Problem details:
Among the entries below, how many lines contain the string "Weak"? Reply with that number alone.

Excerpted records:
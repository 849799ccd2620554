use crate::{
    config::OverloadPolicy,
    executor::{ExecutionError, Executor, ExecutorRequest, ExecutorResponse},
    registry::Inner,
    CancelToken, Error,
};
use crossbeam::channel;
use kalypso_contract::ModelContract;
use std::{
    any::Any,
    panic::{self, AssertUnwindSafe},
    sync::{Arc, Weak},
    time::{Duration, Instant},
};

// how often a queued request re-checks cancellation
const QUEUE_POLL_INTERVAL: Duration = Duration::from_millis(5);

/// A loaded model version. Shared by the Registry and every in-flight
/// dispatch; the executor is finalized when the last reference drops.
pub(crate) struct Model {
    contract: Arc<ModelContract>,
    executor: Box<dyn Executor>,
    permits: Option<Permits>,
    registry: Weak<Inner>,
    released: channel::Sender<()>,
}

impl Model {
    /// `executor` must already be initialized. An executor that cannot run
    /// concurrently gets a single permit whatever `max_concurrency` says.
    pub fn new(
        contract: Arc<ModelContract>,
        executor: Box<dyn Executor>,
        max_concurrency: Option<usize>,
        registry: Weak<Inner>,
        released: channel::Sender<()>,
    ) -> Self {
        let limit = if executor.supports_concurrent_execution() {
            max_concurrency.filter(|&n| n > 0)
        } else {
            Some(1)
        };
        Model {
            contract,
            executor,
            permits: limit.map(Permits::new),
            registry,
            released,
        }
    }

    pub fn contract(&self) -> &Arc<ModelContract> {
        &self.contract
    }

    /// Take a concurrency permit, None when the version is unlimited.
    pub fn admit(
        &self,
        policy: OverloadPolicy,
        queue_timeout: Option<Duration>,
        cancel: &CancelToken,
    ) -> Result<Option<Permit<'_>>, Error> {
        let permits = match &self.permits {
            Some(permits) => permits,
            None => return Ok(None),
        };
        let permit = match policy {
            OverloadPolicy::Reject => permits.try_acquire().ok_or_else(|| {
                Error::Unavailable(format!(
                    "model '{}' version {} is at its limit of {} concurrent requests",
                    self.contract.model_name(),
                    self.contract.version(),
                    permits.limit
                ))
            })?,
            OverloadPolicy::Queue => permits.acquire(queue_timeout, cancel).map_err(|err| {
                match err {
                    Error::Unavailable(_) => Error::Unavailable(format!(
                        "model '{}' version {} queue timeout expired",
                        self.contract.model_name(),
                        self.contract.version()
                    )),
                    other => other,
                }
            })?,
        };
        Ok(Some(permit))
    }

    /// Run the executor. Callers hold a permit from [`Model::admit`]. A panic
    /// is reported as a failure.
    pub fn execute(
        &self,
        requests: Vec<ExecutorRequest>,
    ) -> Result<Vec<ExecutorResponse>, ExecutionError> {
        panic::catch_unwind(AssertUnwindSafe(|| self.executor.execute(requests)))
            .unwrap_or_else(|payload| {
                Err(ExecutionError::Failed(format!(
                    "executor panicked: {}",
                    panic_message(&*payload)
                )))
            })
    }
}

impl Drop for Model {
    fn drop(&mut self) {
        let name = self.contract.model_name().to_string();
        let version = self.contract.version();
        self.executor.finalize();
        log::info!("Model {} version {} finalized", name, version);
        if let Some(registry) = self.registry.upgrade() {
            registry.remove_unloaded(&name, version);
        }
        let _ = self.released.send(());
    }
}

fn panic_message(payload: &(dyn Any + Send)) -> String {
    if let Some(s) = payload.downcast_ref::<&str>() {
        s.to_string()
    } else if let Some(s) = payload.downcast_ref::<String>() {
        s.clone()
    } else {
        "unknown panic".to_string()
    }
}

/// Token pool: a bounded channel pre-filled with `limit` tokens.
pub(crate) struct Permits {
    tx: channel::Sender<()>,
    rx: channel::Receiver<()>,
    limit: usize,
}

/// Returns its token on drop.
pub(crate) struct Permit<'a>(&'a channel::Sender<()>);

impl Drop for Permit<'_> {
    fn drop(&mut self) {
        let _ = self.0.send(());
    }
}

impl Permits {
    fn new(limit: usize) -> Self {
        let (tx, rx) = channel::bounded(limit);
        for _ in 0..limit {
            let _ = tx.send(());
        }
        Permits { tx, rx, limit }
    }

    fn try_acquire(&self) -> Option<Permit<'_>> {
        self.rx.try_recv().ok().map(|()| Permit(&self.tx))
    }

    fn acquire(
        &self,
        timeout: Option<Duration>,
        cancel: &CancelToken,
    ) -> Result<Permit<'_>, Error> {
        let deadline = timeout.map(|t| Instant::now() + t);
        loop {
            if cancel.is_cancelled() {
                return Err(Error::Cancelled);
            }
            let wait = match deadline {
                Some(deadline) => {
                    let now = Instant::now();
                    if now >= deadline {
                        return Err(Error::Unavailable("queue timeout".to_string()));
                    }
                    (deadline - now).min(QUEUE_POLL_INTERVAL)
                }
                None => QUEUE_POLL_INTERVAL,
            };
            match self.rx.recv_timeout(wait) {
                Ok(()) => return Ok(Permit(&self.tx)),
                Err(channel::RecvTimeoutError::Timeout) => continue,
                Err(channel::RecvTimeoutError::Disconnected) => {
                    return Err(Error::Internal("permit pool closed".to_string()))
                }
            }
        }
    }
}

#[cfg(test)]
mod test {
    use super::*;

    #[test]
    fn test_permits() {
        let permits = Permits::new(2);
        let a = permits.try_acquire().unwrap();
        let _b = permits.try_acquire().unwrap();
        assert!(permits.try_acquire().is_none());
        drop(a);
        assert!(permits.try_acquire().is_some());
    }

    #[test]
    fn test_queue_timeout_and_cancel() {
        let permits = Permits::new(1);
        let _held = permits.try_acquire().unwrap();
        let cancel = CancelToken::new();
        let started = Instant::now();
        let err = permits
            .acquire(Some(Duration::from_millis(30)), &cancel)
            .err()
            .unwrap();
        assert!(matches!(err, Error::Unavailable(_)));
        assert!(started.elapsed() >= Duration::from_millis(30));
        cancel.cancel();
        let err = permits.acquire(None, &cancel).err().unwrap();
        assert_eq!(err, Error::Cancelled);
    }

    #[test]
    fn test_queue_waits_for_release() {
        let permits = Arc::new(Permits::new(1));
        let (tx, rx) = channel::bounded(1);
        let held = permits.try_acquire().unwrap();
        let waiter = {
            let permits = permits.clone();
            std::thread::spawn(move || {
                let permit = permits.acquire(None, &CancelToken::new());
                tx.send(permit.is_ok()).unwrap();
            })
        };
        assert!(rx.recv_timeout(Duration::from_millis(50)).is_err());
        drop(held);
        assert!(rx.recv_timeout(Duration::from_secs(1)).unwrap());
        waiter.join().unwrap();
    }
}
--
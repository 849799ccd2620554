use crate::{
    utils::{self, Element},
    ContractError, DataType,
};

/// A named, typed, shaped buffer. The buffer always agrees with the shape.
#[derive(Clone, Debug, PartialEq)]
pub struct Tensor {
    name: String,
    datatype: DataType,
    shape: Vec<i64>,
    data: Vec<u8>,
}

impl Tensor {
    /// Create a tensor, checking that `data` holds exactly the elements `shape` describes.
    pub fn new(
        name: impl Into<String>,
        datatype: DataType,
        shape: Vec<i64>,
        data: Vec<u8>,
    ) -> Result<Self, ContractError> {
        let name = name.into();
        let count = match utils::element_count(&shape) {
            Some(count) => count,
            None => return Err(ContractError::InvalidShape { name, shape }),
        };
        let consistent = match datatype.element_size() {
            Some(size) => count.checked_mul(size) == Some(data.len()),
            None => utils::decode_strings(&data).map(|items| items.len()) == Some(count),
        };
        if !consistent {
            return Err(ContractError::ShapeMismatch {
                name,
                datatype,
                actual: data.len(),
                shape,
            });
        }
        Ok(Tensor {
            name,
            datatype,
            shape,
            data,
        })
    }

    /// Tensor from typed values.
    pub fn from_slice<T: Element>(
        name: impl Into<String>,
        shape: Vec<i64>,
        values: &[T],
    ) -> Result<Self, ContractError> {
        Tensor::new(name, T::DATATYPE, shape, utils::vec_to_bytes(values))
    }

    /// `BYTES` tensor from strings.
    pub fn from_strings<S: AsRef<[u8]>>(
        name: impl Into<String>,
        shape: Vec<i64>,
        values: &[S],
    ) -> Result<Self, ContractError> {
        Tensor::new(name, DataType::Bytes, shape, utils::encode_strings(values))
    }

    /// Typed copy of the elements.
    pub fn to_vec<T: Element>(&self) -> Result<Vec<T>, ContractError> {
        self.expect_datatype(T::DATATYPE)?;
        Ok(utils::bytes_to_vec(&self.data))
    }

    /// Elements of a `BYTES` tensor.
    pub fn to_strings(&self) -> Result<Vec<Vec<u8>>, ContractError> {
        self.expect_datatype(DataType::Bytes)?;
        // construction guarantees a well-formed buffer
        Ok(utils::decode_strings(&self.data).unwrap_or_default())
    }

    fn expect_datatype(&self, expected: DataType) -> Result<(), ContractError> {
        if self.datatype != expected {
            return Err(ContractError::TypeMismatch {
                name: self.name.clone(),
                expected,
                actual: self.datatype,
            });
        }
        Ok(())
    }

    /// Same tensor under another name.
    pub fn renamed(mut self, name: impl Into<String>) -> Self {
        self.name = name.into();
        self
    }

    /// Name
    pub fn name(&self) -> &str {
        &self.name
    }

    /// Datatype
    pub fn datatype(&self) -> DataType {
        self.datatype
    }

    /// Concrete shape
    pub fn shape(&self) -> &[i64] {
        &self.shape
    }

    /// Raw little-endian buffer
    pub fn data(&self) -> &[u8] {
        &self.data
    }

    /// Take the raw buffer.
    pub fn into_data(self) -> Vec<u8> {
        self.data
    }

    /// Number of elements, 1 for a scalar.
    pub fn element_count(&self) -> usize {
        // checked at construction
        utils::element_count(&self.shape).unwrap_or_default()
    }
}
...
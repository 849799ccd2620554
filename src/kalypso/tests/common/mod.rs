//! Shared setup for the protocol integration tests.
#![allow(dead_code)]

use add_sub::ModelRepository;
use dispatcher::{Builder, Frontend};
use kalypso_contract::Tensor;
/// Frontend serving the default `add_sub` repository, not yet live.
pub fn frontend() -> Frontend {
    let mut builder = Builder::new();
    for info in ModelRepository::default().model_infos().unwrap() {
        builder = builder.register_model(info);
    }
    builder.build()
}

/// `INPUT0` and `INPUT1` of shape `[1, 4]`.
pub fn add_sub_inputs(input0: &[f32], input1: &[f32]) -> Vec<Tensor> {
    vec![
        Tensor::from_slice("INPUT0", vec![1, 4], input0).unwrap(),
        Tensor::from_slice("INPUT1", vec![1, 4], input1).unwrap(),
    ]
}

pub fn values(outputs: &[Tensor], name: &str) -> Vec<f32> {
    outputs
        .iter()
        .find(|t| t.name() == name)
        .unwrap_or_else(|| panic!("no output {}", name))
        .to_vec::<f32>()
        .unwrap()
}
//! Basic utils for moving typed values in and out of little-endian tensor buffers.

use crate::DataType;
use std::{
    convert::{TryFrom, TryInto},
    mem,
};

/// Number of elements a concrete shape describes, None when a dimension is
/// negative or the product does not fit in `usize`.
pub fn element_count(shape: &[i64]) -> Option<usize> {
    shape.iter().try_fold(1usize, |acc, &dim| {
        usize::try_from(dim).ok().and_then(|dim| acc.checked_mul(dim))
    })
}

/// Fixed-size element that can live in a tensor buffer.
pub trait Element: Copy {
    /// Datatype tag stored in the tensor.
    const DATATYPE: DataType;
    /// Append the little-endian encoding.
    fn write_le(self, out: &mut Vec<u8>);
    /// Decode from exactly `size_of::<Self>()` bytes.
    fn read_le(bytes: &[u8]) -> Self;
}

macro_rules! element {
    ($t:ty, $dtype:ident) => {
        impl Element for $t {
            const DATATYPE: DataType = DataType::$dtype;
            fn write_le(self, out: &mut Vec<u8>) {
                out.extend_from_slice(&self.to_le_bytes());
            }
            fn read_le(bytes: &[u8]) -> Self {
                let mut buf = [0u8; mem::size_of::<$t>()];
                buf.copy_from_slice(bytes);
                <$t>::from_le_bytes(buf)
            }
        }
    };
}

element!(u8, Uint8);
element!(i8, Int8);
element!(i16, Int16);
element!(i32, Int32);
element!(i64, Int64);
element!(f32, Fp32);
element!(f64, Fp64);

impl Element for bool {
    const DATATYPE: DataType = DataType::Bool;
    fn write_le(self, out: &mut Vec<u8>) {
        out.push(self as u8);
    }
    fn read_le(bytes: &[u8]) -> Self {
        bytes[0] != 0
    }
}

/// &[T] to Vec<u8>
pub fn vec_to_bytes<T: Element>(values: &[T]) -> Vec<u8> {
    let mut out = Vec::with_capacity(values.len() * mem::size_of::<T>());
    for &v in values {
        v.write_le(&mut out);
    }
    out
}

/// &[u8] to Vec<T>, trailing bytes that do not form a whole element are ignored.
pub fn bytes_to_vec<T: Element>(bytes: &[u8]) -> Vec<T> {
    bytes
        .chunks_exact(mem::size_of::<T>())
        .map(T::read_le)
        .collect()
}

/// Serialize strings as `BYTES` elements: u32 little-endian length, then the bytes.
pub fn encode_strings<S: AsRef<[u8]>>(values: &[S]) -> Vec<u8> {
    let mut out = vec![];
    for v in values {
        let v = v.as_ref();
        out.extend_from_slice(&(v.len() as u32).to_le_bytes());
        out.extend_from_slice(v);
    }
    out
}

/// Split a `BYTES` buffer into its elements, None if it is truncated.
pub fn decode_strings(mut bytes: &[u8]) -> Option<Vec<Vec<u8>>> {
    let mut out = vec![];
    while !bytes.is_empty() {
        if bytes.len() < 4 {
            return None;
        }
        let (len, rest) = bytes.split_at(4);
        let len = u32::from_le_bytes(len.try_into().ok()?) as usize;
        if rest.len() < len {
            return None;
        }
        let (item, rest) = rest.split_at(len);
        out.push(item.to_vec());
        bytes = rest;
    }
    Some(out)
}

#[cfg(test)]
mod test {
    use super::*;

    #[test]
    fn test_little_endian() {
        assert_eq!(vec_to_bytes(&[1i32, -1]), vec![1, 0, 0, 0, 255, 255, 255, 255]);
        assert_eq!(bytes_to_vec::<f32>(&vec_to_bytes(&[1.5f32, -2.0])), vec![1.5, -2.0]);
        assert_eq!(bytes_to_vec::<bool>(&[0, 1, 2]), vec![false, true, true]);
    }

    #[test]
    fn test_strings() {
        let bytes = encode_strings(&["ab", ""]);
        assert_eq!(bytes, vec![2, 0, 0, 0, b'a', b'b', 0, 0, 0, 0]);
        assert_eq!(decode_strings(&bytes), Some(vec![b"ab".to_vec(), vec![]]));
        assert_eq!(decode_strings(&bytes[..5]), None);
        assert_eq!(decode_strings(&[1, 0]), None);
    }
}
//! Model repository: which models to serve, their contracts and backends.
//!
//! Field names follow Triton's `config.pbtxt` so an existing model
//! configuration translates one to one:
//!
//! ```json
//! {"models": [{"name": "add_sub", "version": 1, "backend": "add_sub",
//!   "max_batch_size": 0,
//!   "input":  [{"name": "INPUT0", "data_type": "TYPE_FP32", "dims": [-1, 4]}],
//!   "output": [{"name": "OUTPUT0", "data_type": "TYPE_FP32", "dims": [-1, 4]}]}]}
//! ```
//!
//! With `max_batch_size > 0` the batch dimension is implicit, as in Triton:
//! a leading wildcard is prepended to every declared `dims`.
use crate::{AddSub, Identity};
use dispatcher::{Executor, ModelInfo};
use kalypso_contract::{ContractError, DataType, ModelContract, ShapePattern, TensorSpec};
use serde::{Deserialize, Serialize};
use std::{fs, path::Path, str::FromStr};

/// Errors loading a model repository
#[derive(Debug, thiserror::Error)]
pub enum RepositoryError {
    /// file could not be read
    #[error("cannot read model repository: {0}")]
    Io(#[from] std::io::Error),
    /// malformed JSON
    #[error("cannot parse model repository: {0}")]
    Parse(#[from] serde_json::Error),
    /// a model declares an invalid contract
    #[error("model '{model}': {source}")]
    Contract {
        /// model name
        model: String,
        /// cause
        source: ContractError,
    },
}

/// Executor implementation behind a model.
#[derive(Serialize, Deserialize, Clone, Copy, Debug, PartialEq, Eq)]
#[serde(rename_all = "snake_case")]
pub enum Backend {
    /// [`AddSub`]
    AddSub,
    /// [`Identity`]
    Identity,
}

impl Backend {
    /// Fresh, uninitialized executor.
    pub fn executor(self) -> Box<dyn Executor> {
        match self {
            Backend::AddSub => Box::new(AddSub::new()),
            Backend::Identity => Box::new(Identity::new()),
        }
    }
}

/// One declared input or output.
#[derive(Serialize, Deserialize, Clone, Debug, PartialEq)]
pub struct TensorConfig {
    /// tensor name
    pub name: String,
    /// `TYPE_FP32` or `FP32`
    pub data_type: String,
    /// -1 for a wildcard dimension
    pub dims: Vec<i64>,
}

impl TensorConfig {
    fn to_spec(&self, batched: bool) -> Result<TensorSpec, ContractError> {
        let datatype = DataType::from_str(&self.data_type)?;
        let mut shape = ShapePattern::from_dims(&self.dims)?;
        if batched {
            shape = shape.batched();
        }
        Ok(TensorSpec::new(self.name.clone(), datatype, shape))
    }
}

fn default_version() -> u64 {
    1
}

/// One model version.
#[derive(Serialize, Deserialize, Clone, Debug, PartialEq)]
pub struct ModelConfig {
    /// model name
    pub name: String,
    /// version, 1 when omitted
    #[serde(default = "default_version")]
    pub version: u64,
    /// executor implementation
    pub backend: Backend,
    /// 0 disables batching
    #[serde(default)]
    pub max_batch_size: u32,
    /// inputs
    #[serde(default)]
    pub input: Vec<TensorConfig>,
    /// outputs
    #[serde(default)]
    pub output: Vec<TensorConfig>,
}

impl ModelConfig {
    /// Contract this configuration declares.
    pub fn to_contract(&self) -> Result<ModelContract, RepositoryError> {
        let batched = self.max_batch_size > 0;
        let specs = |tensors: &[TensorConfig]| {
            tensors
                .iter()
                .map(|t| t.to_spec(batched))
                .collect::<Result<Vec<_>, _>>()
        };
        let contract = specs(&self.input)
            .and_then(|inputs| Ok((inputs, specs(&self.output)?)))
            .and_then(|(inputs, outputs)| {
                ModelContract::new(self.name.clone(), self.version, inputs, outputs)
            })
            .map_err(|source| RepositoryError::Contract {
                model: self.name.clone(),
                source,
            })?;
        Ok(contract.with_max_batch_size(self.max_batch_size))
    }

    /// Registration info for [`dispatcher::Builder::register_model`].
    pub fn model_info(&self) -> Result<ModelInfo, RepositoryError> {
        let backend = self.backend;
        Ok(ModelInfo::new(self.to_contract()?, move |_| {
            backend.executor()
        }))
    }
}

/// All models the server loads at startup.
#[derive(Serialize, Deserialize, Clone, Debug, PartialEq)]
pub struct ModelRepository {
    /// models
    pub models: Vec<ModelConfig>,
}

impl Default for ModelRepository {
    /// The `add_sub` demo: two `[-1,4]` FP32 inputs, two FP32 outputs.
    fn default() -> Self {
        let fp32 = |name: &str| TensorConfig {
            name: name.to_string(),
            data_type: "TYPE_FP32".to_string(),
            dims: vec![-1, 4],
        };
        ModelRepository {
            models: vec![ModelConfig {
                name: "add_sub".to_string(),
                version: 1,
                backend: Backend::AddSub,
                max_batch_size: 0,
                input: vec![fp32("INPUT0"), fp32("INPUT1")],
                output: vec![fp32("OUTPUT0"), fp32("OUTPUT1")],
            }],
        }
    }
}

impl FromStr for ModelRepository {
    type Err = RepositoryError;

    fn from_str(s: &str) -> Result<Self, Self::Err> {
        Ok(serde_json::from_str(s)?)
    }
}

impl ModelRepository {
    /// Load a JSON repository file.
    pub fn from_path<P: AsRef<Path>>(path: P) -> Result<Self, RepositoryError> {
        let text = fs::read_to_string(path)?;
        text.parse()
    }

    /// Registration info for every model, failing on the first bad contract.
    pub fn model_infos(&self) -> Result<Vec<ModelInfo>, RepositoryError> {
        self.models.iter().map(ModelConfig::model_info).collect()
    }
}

Task output:
3